Author:Pollack, Jessica M.

    When the "king of 'revenge porn'" Hunter Moore faced seven years in prison and a half million dollar fine, it was not because he plead guilty to California's criminal revenge porn law or any similar civil suit, but rather, he plead guilty to federal hacking and identity theft charges. (1) While some sort of justice is done by Moore's conviction, society should be alarmed that the founder of (2)--one of the first and most notorious revenge porn websites--could only be held liable for his actions via laws that have virtually nothing to do with revenge porn itself. Technological advances and the Information Age have taken us from black and white photographs to real-time imaging in half of a century (3) and as a result, gone are the days in which reputational damage can easily be contained. Society has had to adapt to the Hunter Moores of the world and while many laws have kept pace, those regarding revenge porn are severely disappointing.

    Let us start with a scenario (4) : Romeo believes that he and his star-crossed lover Juliet would rather die than live without each other, but one day Juliet decides that the family feuding is too much and she leaves Romeo. Instead of downing the poisonous vial, Romeo determines that the appropriate response is to post on the Internet sexually explicit photographs of Juliet that were consensually taken in private between the couple, and expected to stay between the couple. Romeo knows this will mortify Juliet. Further, Romeo spitefully uploads the photographs to a larger website--created specifically for this purpose--so that others may view them, along with Juliet's name, address, and social media sites. Romeo tells Juliet that if she wants the images taken down, she will have to pay the website handsomely for it. At this point, it doesn't matter if the images are taken down because Juliet's family, friends, and employer have already been made aware of the compromising photographs, bringing shame to the entire Capulet family. Juliet is consistently harassed by people contacting her who got her information from the website and she loses sleep at night, fears for her safety, and has started therapy. Juliet begs Romeo to take the photos down and finally resorts to legal action, but either she lives in one of the sixteen states that do not recognize a cause of action for her issue, (5) or Romeo has rightfully claimed First Amendment protections in states that do recognize this suit. (6) Society labels Romeo as a vindicated man for his heartbreak and Juliet as a harlot who should have known better. Juliet is told that she either should have never taken the photographs in the first place or should have stayed with Romeo so that this would have never happened--after all, this is her fault, right? (7)

    This situation, most commonly known as "revenge porn," (8) can happen to anyone, anywhere. (9) While definitions of revenge porn vary widely across the United States, this Note defines it as the nonconsensual dissemination of sexually explicit photographs of another, taken or given consensually between the individuals with the reasonable expectation that the photographs would remain only between those individuals. (10)

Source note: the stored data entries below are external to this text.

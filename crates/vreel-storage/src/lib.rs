//! Checkpoint persistence for the VReel pipeline.
//!
//! This crate provides:
//! - One JSON checkpoint file per stage, written atomically
//! - Field-level validation with the offending field and location
//! - Manual segment edits applied in place
//! - An exclusive run lock on the checkpoint directory

pub mod error;
pub mod fs_utils;
pub mod lock;
pub mod store;
pub mod validate;

pub use error::{StorageError, StorageResult, ValidationError};
pub use fs_utils::{remove_if_exists, write_atomic};
pub use lock::{RunLock, LOCK_FILE_NAME};
pub use store::CheckpointStore;
pub use validate::{parse_checkpoint, validate_checkpoint, validate_checkpoint_value};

    Both the public and private sector have been slow to respond to the notorious revenge porn phenomenon. Private sector online platforms, such as Twitter and Reddit, took action in 2015 to explicitly ban revenge porn from their sites; (11) however, not all websites have followed suit and some people have even built online empires by capitalizing on scorned lovers thirsting for payback. (12) The federal government has yet to enact any policy outlawing revenge porn, and about two-thirds of the states have taken action while the other one-third may have legislation in the works, but no laws yet. (13) State laws that do address this issue vary incredibly, with some states making revenge porn violations a misdemeanor (14) and others a felony carrying heavy fines and jail time. (15) This lack of continuity holds offenders to different standards across the country, thus lowering the gravity of the offense and creating additional issues--such as lack of notice--that permit offenders to escape liability altogether. (16)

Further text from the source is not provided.